Что касается другой стороны, здесь война радикализировала ООП, придала сил партии Баас и «Братьям-мусульманам», которые принялись вести активную проповедь джихада за пределами Египта. Шли годы, джихадисты становились всё более радикальны и постепенно от классических военных действий, в которых лишь случайно гибнут невинные гражданские – печально, но такое происходит во всех войнах – перешли к совершенно особому виду насилия, называемому в наши дни терроризмом и направленному именно на случайных, ни в чем не повинных людей. Короче говоря, Шестидневная война нанесла сокрушительный удар миру во всем мире, для мусульманских стран стала катастрофой, да и Израилю, в конечном счете, ничего хорошего не принесла.

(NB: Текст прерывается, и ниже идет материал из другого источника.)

use indexmap::IndexSet;

use crate::item::{BrowserItem, ItemKind, ItemKinds};

/// Name filter applied to the items of the folder view.
///
/// Each mask holds a single wildcard pattern such as `*.jpg` or
/// `budget201*.*`. Masks are stored upper-cased and matching is always
/// case-insensitive. The masks apply only to items whose kind is in
/// [`FilterSpec::kinds`]; every other item is shown.
///
/// Filtering is advisory for query-backed views (libraries, search results):
/// the engine does not consult the filter for those.
#[derive(Clone, Debug, PartialEq, Eq)]
#[cfg_attr(feature = "serde", derive(serde::Serialize, serde::Deserialize))]
pub struct FilterSpec {
    masks: IndexSet<String>,
    kinds: ItemKinds,
}

impl Default for FilterSpec {
    fn default() -> Self {
        Self {
            masks: IndexSet::new(),
            kinds: ItemKinds::FILE,
        }
    }
}

impl FilterSpec {
    /// Build a filter from masks and the kinds they apply to.
    ///
    /// Masks are upper-cased and otherwise kept as given, so a blank mask
    /// matches only items with a blank name. Duplicates are dropped while
    /// the order of first appearance is kept. Only an empty collection
    /// leaves the filter inactive.
    ///
    /// ```
    /// use explorer_browser::{FilterSpec, ItemKinds};
    /// let filter = FilterSpec::new(["*.doc*", "*.RTF", "*.DOC*"], ItemKinds::FILE);
    /// assert_eq!(filter.masks().collect::<Vec<_>>(), ["*.DOC*", "*.RTF"]);
    /// ```
    pub fn new<I, S>(masks: I, kinds: ItemKinds) -> Self
    where
        I: IntoIterator<Item = S>,
        S: AsRef<str>,
    {
        let masks = masks
            .into_iter()
            .map(|m| m.as_ref().to_uppercase())
            .collect();
        Self { masks, kinds }
    }

    /// Normalized masks in their original order.
    pub fn masks(&self) -> impl Iterator<Item = &str> + '_ {
        self.masks.iter().map(String::as_str)
    }

    /// Kinds the masks apply to.
    pub fn kinds(&self) -> ItemKinds {
        self.kinds
    }

    /// Whether any mask is configured. An inactive filter shows everything.
    pub fn is_active(&self) -> bool {
        !self.masks.is_empty()
    }

    /// Whether `item` passes the filter.
    ///
    /// `Unknown` items never pass an active filter: they cannot be
    /// classified, so the mask cannot be applied to them.
    pub fn matches(&self, item: &BrowserItem) -> bool {
        if !self.is_active() {
            return true;
        }
        if item.kind() == ItemKind::Unknown {
            return false;
        }
        if !self.kinds.contains_kind(item.kind()) {
            return true;
        }
        let name = item.match_name().to_uppercase();
        self.masks.iter().any(|mask| wildcard_match(mask, &name))
    }
}

/// `*` stands for any run of characters (including none) and `?` for exactly
/// one. Both sides are compared per `char`, so callers normalize case first.
pub(crate) fn wildcard_match(mask: &str, text: &str) -> bool {
    let mask: Vec<char> = mask.chars().collect();
    let text: Vec<char> = text.chars().collect();
    // mask position after the last `*`, and the text position it resumed at
    let mut resume: Option<(usize, usize)> = None;
    let (mut m, mut t) = (0, 0);

    while t < text.len() {
        match mask.get(m) {
            Some('*') => {
                m += 1;
                resume = Some((m, t));
            }
            Some(&c) if c == '?' || c == text[t] => {
                m += 1;
                t += 1;
            }
            _ => match resume {
                Some((after_star, from)) => {
                    m = after_star;
                    t = from + 1;
                    resume = Some((after_star, t));
                }
                None => return false,
            },
        }
    }
    mask[m..].iter().all(|&c| c == '*')
}

#[cfg(test)]
mod tests {
    use super::*;
    use crate::item::ShellAttributes;

    fn file(name: &str) -> BrowserItem {
        BrowserItem::new(
            ShellAttributes::FILESYSTEM | ShellAttributes::STREAM,
            format!("/docs/{name}"),
            name,
        )
    }

    fn dir(name: &str) -> BrowserItem {
        BrowserItem::new(
            ShellAttributes::FILESYSTEM | ShellAttributes::FOLDER,
            format!("/docs/{name}"),
            name,
        )
    }

    fn other(name: &str) -> BrowserItem {
        BrowserItem::new(ShellAttributes::STREAM, "", name)
    }

    #[test]
    fn wildcard_basics() {
        assert!(wildcard_match("*.DOC", "A.DOC"));
        assert!(wildcard_match("*", ""));
        assert!(wildcard_match("BUDGET201?.*", "BUDGET2019.XLS"));
        assert!(!wildcard_match("BUDGET201?.*", "BUDGET20.XLS"));
        assert!(wildcard_match("*.DOC*", "A.DOCX"));
        assert!(!wildcard_match("*.DOC", "A.DOCX"));
        assert!(wildcard_match("A*B*C", "AXXBYYC"));
        assert!(!wildcard_match("A*B*C", "AXXBYY"));
    }

    #[test]
    fn wildcard_matches_non_ascii_per_character() {
        assert!(wildcard_match("Ö?.TXT", "ÖL.TXT"));
        assert!(!wildcard_match("?.TXT", "ÖL.TXT"));
    }

    #[test]
    fn matching_ignores_case() {
        let filter = FilterSpec::new(["*.DOC"], ItemKinds::FILE);
        assert!(filter.matches(&file("report.doc")));
        assert!(filter.matches(&file("REPORT.DOC")));
        assert!(filter.matches(&file("Report.Doc")));
        assert!(!filter.matches(&file("report.txt")));
    }

    #[test]
    fn lower_case_masks_are_normalized() {
        let filter = FilterSpec::new(["*.rtf"], ItemKinds::FILE);
        assert_eq!(filter.masks().collect::<Vec<_>>(), ["*.RTF"]);
        assert!(filter.matches(&file("Letter.RTF")));
    }

    #[test]
    fn blank_mask_is_an_active_filter_that_hides_named_files() {
        let filter = FilterSpec::new([""], ItemKinds::FILE);
        assert!(filter.is_active());
        assert_eq!(filter.masks().collect::<Vec<_>>(), [""]);
        assert!(!filter.matches(&file("a.doc")));
        assert!(filter.matches(&dir("d")));
    }

    #[test]
    fn masks_are_not_trimmed() {
        let filter = FilterSpec::new([" *.rtf"], ItemKinds::FILE);
        assert_eq!(filter.masks().collect::<Vec<_>>(), [" *.RTF"]);
        assert!(!filter.matches(&file("Letter.rtf")));
    }

    #[test]
    fn kinds_outside_the_set_always_pass() {
        let filter = FilterSpec::new(["*.DOC"], ItemKinds::FILE);
        assert!(filter.matches(&dir("subfolder")));
        assert!(filter.matches(&other("Control Panel")));
    }

    #[test]
    fn other_items_match_on_display_name() {
        let filter = FilterSpec::new(["*.TXT"], ItemKinds::OTHER);
        assert!(filter.matches(&other("notes.txt")));
        assert!(!filter.matches(&other("notes.md")));
        assert!(filter.matches(&file("report.doc")));
    }

    #[test]
    fn empty_filter_accepts_everything() {
        let filter = FilterSpec::new(Vec::<String>::new(), ItemKinds::all());
        assert!(!filter.is_active());
        for item in [file("a.doc"), dir("d"), other("x"), BrowserItem::default()] {
            assert!(filter.matches(&item));
        }
    }

    #[test]
    fn unknown_items_fail_an_active_filter() {
        let filter = FilterSpec::new(["*"], ItemKinds::all());
        assert!(!filter.matches(&BrowserItem::from_display_name("ghost")));
    }

    #[test]
    fn matching_is_deterministic() {
        let filter = FilterSpec::new(["*.DOC*", "*.RTF"], ItemKinds::FILE);
        for item in [file("a.doc"), file("b.txt"), file("c.rtf"), dir("d")] {
            assert_eq!(filter.matches(&item), filter.matches(&item));
        }
    }

    #[test]
    fn default_filter_targets_files_and_is_inactive() {
        let filter = FilterSpec::default();
        assert_eq!(filter.kinds(), ItemKinds::FILE);
        assert!(!filter.is_active());
    }
}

Такой сюжет разворачивался после Второй мировой войны на Аравийском полуострове. Теперь вернемся немного назад и проследим за другим сюжетом, происходившим в то же время немного восточнее, на берегах Персидского залива. Здесь также произошло важнейшее событие, быть может, по значимости не уступающее Шестидневной войне, ибо оно установило в исламском мире определенный образ США и определенное отношение к ним – как выяснилось далее, ничем не исправимое.

Соединенные Штаты мусульмане начали замечать лишь после Первой мировой войны, и первое их впечатление было очень положительным. Во время Второй мировой войны они восхищались военной мощью американцев, быстротой и эффективностью их действий, щедростью в раздаче гуманитарной помощи, особенно в свете идеалов, провозглашаемых американцами – свободы, справедливости, демократии. Американцы утверждали, что их политическая система способна спасти все народы мира от бедности и угнетения; сам такой посыл был мусульманам понятен и вызывал уважение. Американские идеалисты проповедовали демократию с пламенной ревностью, отчасти напоминающей религиозные движения; благодаря им демократия американского образца превращалась в соперницу иных глобальных идеологий – коммунизма, фашизма… и ислама. Религиозные мусульмане могли отвергать этические притязания американцев, но мусульмане – светские модернисты возлагали на них большие надежды, не видя внутренних противоречий между американскими идеалами и исламом, как они его понимали.